'''

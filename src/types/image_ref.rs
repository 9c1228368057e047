// ABOUTME: Container image reference parsing and normalization.
// ABOUTME: Distinguishes named references (nginx:1.25, host/repo@digest) from bare image IDs.

use std::fmt;
use thiserror::Error;

const DEFAULT_REGISTRY: &str = "docker.io";
const OFFICIAL_NAMESPACE: &str = "library";

#[derive(Debug, Error)]
pub enum ParseImageRefError {
    #[error("image reference cannot be empty")]
    Empty,

    #[error("invalid character in image reference: {0}")]
    InvalidChar(char),

    #[error("invalid image reference format: {0}")]
    InvalidFormat(String),
}

/// A named image reference: `[registry/]name[:tag][@digest]`.
#[derive(Debug, Clone, PartialEq, Eq)]
pub struct ImageRef {
    registry: Option<String>,
    name: String,
    tag: Option<String>,
    digest: Option<String>,
}

impl ImageRef {
    pub fn parse(input: &str) -> Result<Self, ParseImageRefError> {
        let input = input.trim();
        if input.is_empty() {
            return Err(ParseImageRefError::Empty);
        }

        if let Some(c) = input
            .chars()
            .find(|c| !c.is_ascii_alphanumeric() && !"/:.-_@".contains(*c))
        {
            return Err(ParseImageRefError::InvalidChar(c));
        }

        let (without_digest, digest) = match input.split_once('@') {
            Some((before, after)) if !after.is_empty() => (before, Some(after.to_string())),
            Some(_) => return Err(ParseImageRefError::InvalidFormat(input.to_string())),
            None => (input, None),
        };

        // A colon followed by a path segment is a registry port, not a tag.
        let (without_tag, tag) = match without_digest.rsplit_once(':') {
            Some((before, after)) if !after.contains('/') => (before, Some(after.to_string())),
            _ => (without_digest, None),
        };

        let (registry, name) = Self::parse_registry_and_name(without_tag)?;
        if name.is_empty() || name.split('/').any(str::is_empty) {
            return Err(ParseImageRefError::InvalidFormat(input.to_string()));
        }

        let tag = match (&tag, &digest) {
            (None, None) => Some("latest".to_string()),
            _ => tag,
        };

        Ok(Self {
            registry,
            name,
            tag,
            digest,
        })
    }

    fn parse_registry_and_name(
        input: &str,
    ) -> Result<(Option<String>, String), ParseImageRefError> {
        match input.split_once('/') {
            None => Ok((None, input.to_string())),
            Some((first, rest))
                if first.contains('.') || first.contains(':') || first == "localhost" =>
            {
                Ok((Some(first.to_string()), rest.to_string()))
            }
            Some(_) => Ok((None, input.to_string())),
        }
    }

    /// Build a reference from its parts.
    pub fn new(registry: Option<&str>, name: &str, tag: &str) -> Result<Self, ParseImageRefError> {
        let joined = match registry {
            Some(registry) => format!("{registry}/{name}:{tag}"),
            None => format!("{name}:{tag}"),
        };
        Self::parse(&joined)
    }

    pub fn registry(&self) -> Option<&str> {
        self.registry.as_deref()
    }

    pub fn name(&self) -> &str {
        &self.name
    }

    pub fn tag(&self) -> Option<&str> {
        self.tag.as_deref()
    }

    pub fn digest(&self) -> Option<&str> {
        self.digest.as_deref()
    }

    /// The fully-qualified repository, e.g. `docker.io/library/nginx`.
    pub fn repository(&self) -> String {
        let registry = self.registry.as_deref().unwrap_or(DEFAULT_REGISTRY);
        if registry == DEFAULT_REGISTRY && !self.name.contains('/') {
            format!("{registry}/{OFFICIAL_NAMESPACE}/{}", self.name)
        } else {
            format!("{registry}/{}", self.name)
        }
    }

    /// The same repository pinned to `digest`, dropping any tag.
    pub fn with_digest(&self, digest: &str) -> Self {
        Self {
            registry: self.registry.clone(),
            name: self.name.clone(),
            tag: None,
            digest: Some(digest.to_string()),
        }
    }

    /// Whether a daemon `RepoTags` entry names this reference.
    pub fn matches_repo_tag(&self, repo_tag: &str) -> bool {
        let Some(tag) = self.tag.as_deref() else {
            return false;
        };
        ImageRef::parse(repo_tag)
            .map(|other| {
                other.repository() == self.repository() && other.tag.as_deref() == Some(tag)
            })
            .unwrap_or(false)
    }

    /// Whether a daemon `RepoDigests` entry pins this repository to `digest`.
    pub fn matches_repo_digest(&self, repo_digest: &str, digest: &str) -> bool {
        ImageRef::parse(repo_digest)
            .map(|other| {
                other.repository() == self.repository() && other.digest.as_deref() == Some(digest)
            })
            .unwrap_or(false)
    }
}

impl fmt::Display for ImageRef {
    fn fmt(&self, f: &mut fmt::Formatter<'_>) -> fmt::Result {
        if let Some(ref registry) = self.registry {
            write!(f, "{}/", registry)?;
        }
        write!(f, "{}", self.name)?;
        if let Some(ref tag) = self.tag {
            write!(f, ":{}", tag)?;
        }
        if let Some(ref digest) = self.digest {
            write!(f, "@{}", digest)?;
        }
        Ok(())
    }
}

/// The `image:` value of a compose service.
#[derive(Debug, Clone, PartialEq, Eq)]
pub enum ImageSource {
    /// A repository reference that can be pulled.
    Named(ImageRef),
    /// A bare local image ID (`sha256:...` or 64 hex digits); never pullable.
    Id(String),
}

impl ImageSource {
    pub fn parse(input: &str) -> Result<Self, ParseImageRefError> {
        let input = input.trim();
        if let Some(hex) = input.strip_prefix("sha256:") {
            if hex.is_empty() || !hex.chars().all(|c| c.is_ascii_hexdigit()) {
                return Err(ParseImageRefError::InvalidFormat(input.to_string()));
            }
            return Ok(ImageSource::Id(input.to_string()));
        }
        if input.len() == 64 && input.chars().all(|c| c.is_ascii_hexdigit()) {
            return Ok(ImageSource::Id(format!("sha256:{input}")));
        }
        ImageRef::parse(input).map(ImageSource::Named)
    }

    pub fn named(&self) -> Option<&ImageRef> {
        match self {
            ImageSource::Named(r) => Some(r),
            ImageSource::Id(_) => None,
        }
    }
}

impl fmt::Display for ImageSource {
    fn fmt(&self, f: &mut fmt::Formatter<'_>) -> fmt::Result {
        match self {
            ImageSource::Named(r) => write!(f, "{r}"),
            ImageSource::Id(id) => write!(f, "{id}"),
        }
    }
}
// ABOUTME: Error types for deployment operations.
// ABOUTME: Covers configuration, Docker, cluster, external modification and container failures.

use crate::cluster::ClusterError;
use crate::runtime::{ContainerError, ImageError};
use std::fmt;
use std::sync::Arc;

/// Errors that end a deployment run.
#[derive(Debug, thiserror::Error)]
pub enum DeployError {
    /// Configuration that cannot be deployed as written.
    #[error("configuration error: {0}")]
    Config(String),

    /// Neither the service nor its image define a command.
    #[error("service {0} has no command: set `command` or `entrypoint`, or use an image with a default command")]
    MissingCommand(String),

    /// A bare image ID that the local daemon does not know.
    #[error("image {0} not found locally and cannot be pulled by ID")]
    ImageNotFound(String),

    #[error(transparent)]
    Image(#[from] ImageError),

    #[error(transparent)]
    Container(#[from] ContainerError),

    /// A pull or push stream ended without reporting a digest.
    #[error("unknown error transferring {0}: stream ended without a digest")]
    TransferIncomplete(String),

    #[error(transparent)]
    Cluster(#[from] ClusterError),

    /// A watch produced an event the loop cannot interpret.
    #[error("unexpected watch event: {0}")]
    UnexpectedEvent(String),

    /// A watch stream closed before convergence.
    #[error("watch on {0} closed unexpectedly")]
    WatchClosed(&'static str),

    /// Objects this run created were deleted or changed behind its back.
    #[error("resources were modified externally: {0}")]
    ExternallyModified(String),

    #[error(transparent)]
    ContainerFailed(ContainerFailure),

    /// The kubelet could not pull a Pod's image.
    #[error("pod {pod} cannot pull the image of container {container}: {message}")]
    ErrImagePull {
        pod: String,
        container: String,
        message: String,
    },

    /// Reading bind-mount data or writing a build context failed.
    #[error("I/O error: {0}")]
    Io(#[from] std::io::Error),

    #[error("deployment cancelled")]
    Cancelled,

    /// A background preparation task panicked.
    #[error("background task panicked: {0}")]
    TaskPanicked(String),

    /// A single-flight failure observed by more than one caller.
    #[error(transparent)]
    Shared(Arc<DeployError>),
}

/// Error kind for programmatic handling.
#[derive(Debug, Clone, Copy, PartialEq, Eq)]
pub enum DeployErrorKind {
    Configuration,
    Cluster,
    Docker,
    ExternallyModified,
    ContainerFailure,
    Cancelled,
    Internal,
}

impl DeployError {
    /// Returns the error kind for programmatic handling.
    pub fn kind(&self) -> DeployErrorKind {
        match self {
            DeployError::Config(_)
            | DeployError::MissingCommand(_)
            | DeployError::ImageNotFound(_)
            | DeployError::Io(_) => DeployErrorKind::Configuration,
            DeployError::Image(_)
            | DeployError::Container(_)
            | DeployError::TransferIncomplete(_) => DeployErrorKind::Docker,
            DeployError::Cluster(_)
            | DeployError::UnexpectedEvent(_)
            | DeployError::WatchClosed(_) => DeployErrorKind::Cluster,
            DeployError::ExternallyModified(_) => DeployErrorKind::ExternallyModified,
            DeployError::ContainerFailed(_) | DeployError::ErrImagePull { .. } => {
                DeployErrorKind::ContainerFailure
            }
            DeployError::Cancelled => DeployErrorKind::Cancelled,
            DeployError::TaskPanicked(_) => DeployErrorKind::Internal,
            DeployError::Shared(inner) => inner.kind(),
        }
    }

    /// The container failure behind this error, if any.
    pub fn container_failure(&self) -> Option<&ContainerFailure> {
        match self {
            DeployError::ContainerFailed(failure) => Some(failure),
            DeployError::Shared(inner) => inner.container_failure(),
            _ => None,
        }
    }
}

/// A container that terminated with a reason other than "Completed".
#[derive(Debug, Clone, PartialEq, Eq)]
pub struct ContainerFailure {
    pub pod: String,
    pub container: String,
    pub exit_code: i32,
    pub signal: Option<i32>,
    pub reason: Option<String>,
    pub message: Option<String>,
}

impl fmt::Display for ContainerFailure {
    fn fmt(&self, f: &mut fmt::Formatter<'_>) -> fmt::Result {
        write!(
            f,
            "container {} of pod {} terminated with exit code {}",
            self.container, self.pod, self.exit_code
        )?;
        if let Some(signal) = self.signal {
            write!(f, " (signal {})", signal)?;
        }
        if let Some(reason) = &self.reason {
            write!(f, ", reason {}", reason)?;
        }
        if let Some(message) = &self.message {
            write!(f, ": {}", message)?;
        }
        Ok(())
    }
}

impl std::error::Error for ContainerFailure {}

'''

▸ YOUR GOAL
This exercise requires the number of lines in the entries holding the word "after", written alone.

▸ FINISHED TASK
2